On the other hand, when analyzing SWs, WSP was affected in the order of MSP (0.366), MSB (0.280), and incentives (0.180). SWs have more opportunities for direct communication than CMs because the size of the company is smaller than that of CMs, so they are more affected by the MSP than by the MSB. Therefore, SWs can improve WSP by improving the MSP through manager training. If direct communication is possible, depending on the size of the company, the MSP has a greater effect, and the larger the company, the less opportunity to communicate, so it affects the MSB more than the MSP. Subcontractors have a small number of employees, but direct communication is smooth, so the MSP is affected more than the MSB. On the other hand, contractors have relatively few opportunities for communication due to a large number of people, so it affects the MSB rather than the MSP.

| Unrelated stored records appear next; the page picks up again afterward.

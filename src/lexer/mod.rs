//! Maximal-munch lexing: the DFA bank in [`automata`] stepped in lockstep
//! over the input buffer.

pub(crate) mod automata;
pub(crate) mod lookup;

use crate::token::{Token, TokenKind};
use automata::{Status, Step};

/// Outcome of a full lexing pass.
#[derive(Debug, Clone, Copy, PartialEq, Eq)]
pub enum LexStatus {
    Ok,
    /// An input byte matched no automaton. The token vector still holds
    /// everything lexed so far plus one trailing [`TokenKind::Sentinel`]
    /// token spanning the offending byte.
    UnknownToken,
    /// The token buffer could not grow to hold another token.
    Oom,
}

#[derive(Debug, Clone, Copy)]
struct BankState {
    state: u8,
    alive: bool,
}

impl BankState {
    fn reset_all(slots: &mut [BankState; TokenKind::BANK_LEN]) {
        for slot in slots.iter_mut() {
            slot.state = 0;
            slot.alive = true;
        }
    }
}

/// Lex `input` in full. Always returns every token recognized before a
/// failure, alongside the status describing whether the pass fully
/// succeeded.
pub fn lex(input: &[u8]) -> (Vec<Token>, LexStatus) {
    let mut tokens = Vec::new();
    if tokens.try_reserve(input.len() / 2 + 2).is_err() {
        return (tokens, LexStatus::Oom);
    }
    tokens.push(Token::new(TokenKind::FBeg, 0, 0));

    let n = input.len();
    let mut prefix_begin = 0usize;
    let mut scan = 0usize;
    let mut bank = [BankState {
        state: 0,
        alive: true,
    }; TokenKind::BANK_LEN];
    // Tracks, for each automaton, whether it was in `Accept` status as of
    // the *last successfully stepped* byte (i.e. at position `scan`,
    // before attempting to extend the run to `scan + 1`).
    let mut accepting = [false; TokenKind::BANK_LEN];

    loop {
        if scan == n {
            // End of input: try to close out whatever run is pending.
            if scan > prefix_begin {
                match emit(&mut tokens, &accepting, prefix_begin, scan) {
                    Ok(()) => {}
                    Err(Emit::Oom) => return (tokens, LexStatus::Oom),
                    Err(Emit::NoAccept) => {
                        // Nothing ever accepted over this run (e.g. an
                        // unterminated string or block comment): the whole
                        // pending span is unrecognized, not just its first
                        // byte.
                        if push_unknown(&mut tokens, prefix_begin, scan).is_err() {
                            return (tokens, LexStatus::Oom);
                        }
                        return (tokens, LexStatus::UnknownToken);
                    }
                }
            }
            if tokens.try_reserve(1).is_err() {
                return (tokens, LexStatus::Oom);
            }
            tokens.push(Token::new(TokenKind::FEnd, n, n));
            return (tokens, LexStatus::Ok);
        }

        let byte = input[scan];
        let mut any_alive = false;
        let mut next_accepting = [false; TokenKind::BANK_LEN];
        for i in 0..TokenKind::BANK_LEN {
            if !bank[i].alive {
                continue;
            }
            let Step { status, next_state } = automata::BANK[i](bank[i].state, byte);
            match status {
                Status::Reject => {
                    bank[i].alive = false;
                }
                Status::Hungry => {
                    bank[i].state = next_state;
                    any_alive = true;
                }
                Status::Accept => {
                    bank[i].state = next_state;
                    any_alive = true;
                    next_accepting[i] = true;
                }
            }
        }

        if any_alive {
            scan += 1;
            accepting = next_accepting;
            continue;
        }

        // This byte extends nothing. Close out the run using what was
        // accepting as of `scan` (before this byte), if anything was.
        if scan > prefix_begin {
            match emit(&mut tokens, &accepting, prefix_begin, scan) {
                Ok(()) => {
                    prefix_begin = scan;
                    BankState::reset_all(&mut bank);
                    accepting = [false; TokenKind::BANK_LEN];
                    continue;
                }
                Err(Emit::Oom) => return (tokens, LexStatus::Oom),
                Err(Emit::NoAccept) => { /* fall through: truly nothing ever accepted */ }
            }
        }

        // Nothing accepting even at the very first byte of this run: the
        // byte at `scan` is unrecognized.
        if push_unknown(&mut tokens, scan, scan + 1).is_err() {
            return (tokens, LexStatus::Oom);
        }
        return (tokens, LexStatus::UnknownToken);
    }
}

enum Emit {
    Oom,
    NoAccept,
}

/// Picks the tie-break winner among automata accepting as of `end` and
/// pushes the resulting token spanning `begin..end`.
///
/// The winner is the *highest*-indexed accepting automaton, matching the
/// reference lexer's overwrite-while-scanning-ascending behavior; this is
/// what lets keywords (declared after `NAME`) preempt an identifier at a
/// tied length.
fn emit(
    tokens: &mut Vec<Token>,
    accepting: &[bool; TokenKind::BANK_LEN],
    begin: usize,
    end: usize,
) -> Result<(), Emit> {
    let mut winner = None;
    for i in 0..TokenKind::BANK_LEN {
        if accepting[i] {
            winner = Some(i);
        }
    }
    let Some(winner) = winner else {
        return Err(Emit::NoAccept);
    };
    if tokens.try_reserve(1).is_err() {
        return Err(Emit::Oom);
    }
    tokens.push(Token::new(automata::kind_at(winner), begin, end));
    Ok(())
}

fn push_unknown(tokens: &mut Vec<Token>, begin: usize, end: usize) -> Result<(), ()> {
    if tokens.try_reserve(1).is_err() {
        return Err(());
    }
    tokens.push(Token::new(TokenKind::Sentinel, begin, end));
    Ok(())
}

#[cfg(test)]
mod tests {
    use super::*;
    use pretty_assertions::assert_eq;

    fn kinds(src: &str) -> Vec<TokenKind> {
        let (tokens, status) = lex(src.as_bytes());
        assert_eq!(status, LexStatus::Ok, "expected OK for {src:?}");
        tokens.into_iter().map(|t| t.kind).collect()
    }

    #[test]
    fn empty_input_is_just_sentinels() {
        assert_eq!(kinds(""), vec![TokenKind::FBeg, TokenKind::FEnd]);
    }

    #[test]
    fn keyword_wins_over_name_at_tied_length() {
        assert_eq!(
            kinds("if"),
            vec![TokenKind::FBeg, TokenKind::Cond, TokenKind::FEnd]
        );
    }

    #[test]
    fn keyword_prefix_followed_by_ident_char_is_a_name() {
        assert_eq!(
            kinds("ifoo"),
            vec![TokenKind::FBeg, TokenKind::Name, TokenKind::FEnd]
        );
    }

    #[test]
    fn block_comment_survives_lone_star() {
        assert_eq!(
            kinds("/* a * b */"),
            vec![TokenKind::FBeg, TokenKind::Bcom, TokenKind::FEnd]
        );
    }

    #[test]
    fn unterminated_string_is_unknown_token() {
        let (tokens, status) = lex(b"\"abc");
        assert_eq!(status, LexStatus::UnknownToken);
        let last = tokens.last().unwrap();
        assert_eq!(last.kind, TokenKind::Sentinel);
        // The unknown token spans the whole pending run, not just its
        // first byte -- the opening quote through the last unmatched byte.
        assert_eq!((last.begin, last.end), (0, 4));
    }

    #[test]
    fn sums_of_token_lengths_cover_whole_input() {
        let src = "x = 1 + 2 * 3; // trailing\n";
        let (tokens, status) = lex(src.as_bytes());
        assert_eq!(status, LexStatus::Ok);
        let covered: usize = tokens
            .iter()
            .filter(|t| !matches!(t.kind, TokenKind::FBeg | TokenKind::FEnd))
            .map(|t| t.len())
            .sum();
        assert_eq!(covered, src.len());
    }
}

When comparing and analyzing the impact on the MSB, CMs had an effect in the order of incentives and MSP, and SWs’ MSP had more influence than incentives. For CMs and SWs, the MSB and MSP were significantly affected by incentives. As for incentives, both contractors and subcontractors showed large effects on both the MSB (0.370, 0.226) and MSP (0.464, 0.407). However, the effects of incentives on WSB (0.166, 0.080) and WSP (0.262, 0.180) were smaller than for the MSB and MSP. The implementation of workplace safety programs is an effective way to prevent or reduce work-related accidents and injuries [88,89]. Incentives to compensate for safe behavior are effective [90] and encourage workers to work safely to protect their families and loved ones [91].

One factor that affected the MSP was incentives, and CMs were shown to be more influenced by incentives than SWs. When analyzing the impact of the MSP on other factors, in the case of CMs, the impact was in the order of WSB (0.382), MSB (0.331), and WSP (0.121). In the case of SWs, MSP was found to be the same as CMs in the order of WSB (0.440), MSB (0.352), and WSP (0.083), but the degree of influence was found to be greater on WSB and less on WSP compared to CMs.

In summary, among the MSP, the MSB, WSP, and incentives, the one that had the greatest impact on WSB was the MSP, both for CMs and for SWs. Since improving the MSP enhanced WSB, decreasing the probability of construction accidents, construction companies should make efforts to improve the MSP. The incentives’ effect differed between CMs and SWs, even though safety incentives can effectively stimulate workers’ safety behavior and perception. The effect of incentives was significant for CMs, but in the case of SWs, the effect of incentives was relatively small due to a short employment period. When analyzing the factors affecting WSP, CMs were affected in the order of MSB, incentives, and MSP, while SWs were affected in the order of MSP, MSB, and incentives.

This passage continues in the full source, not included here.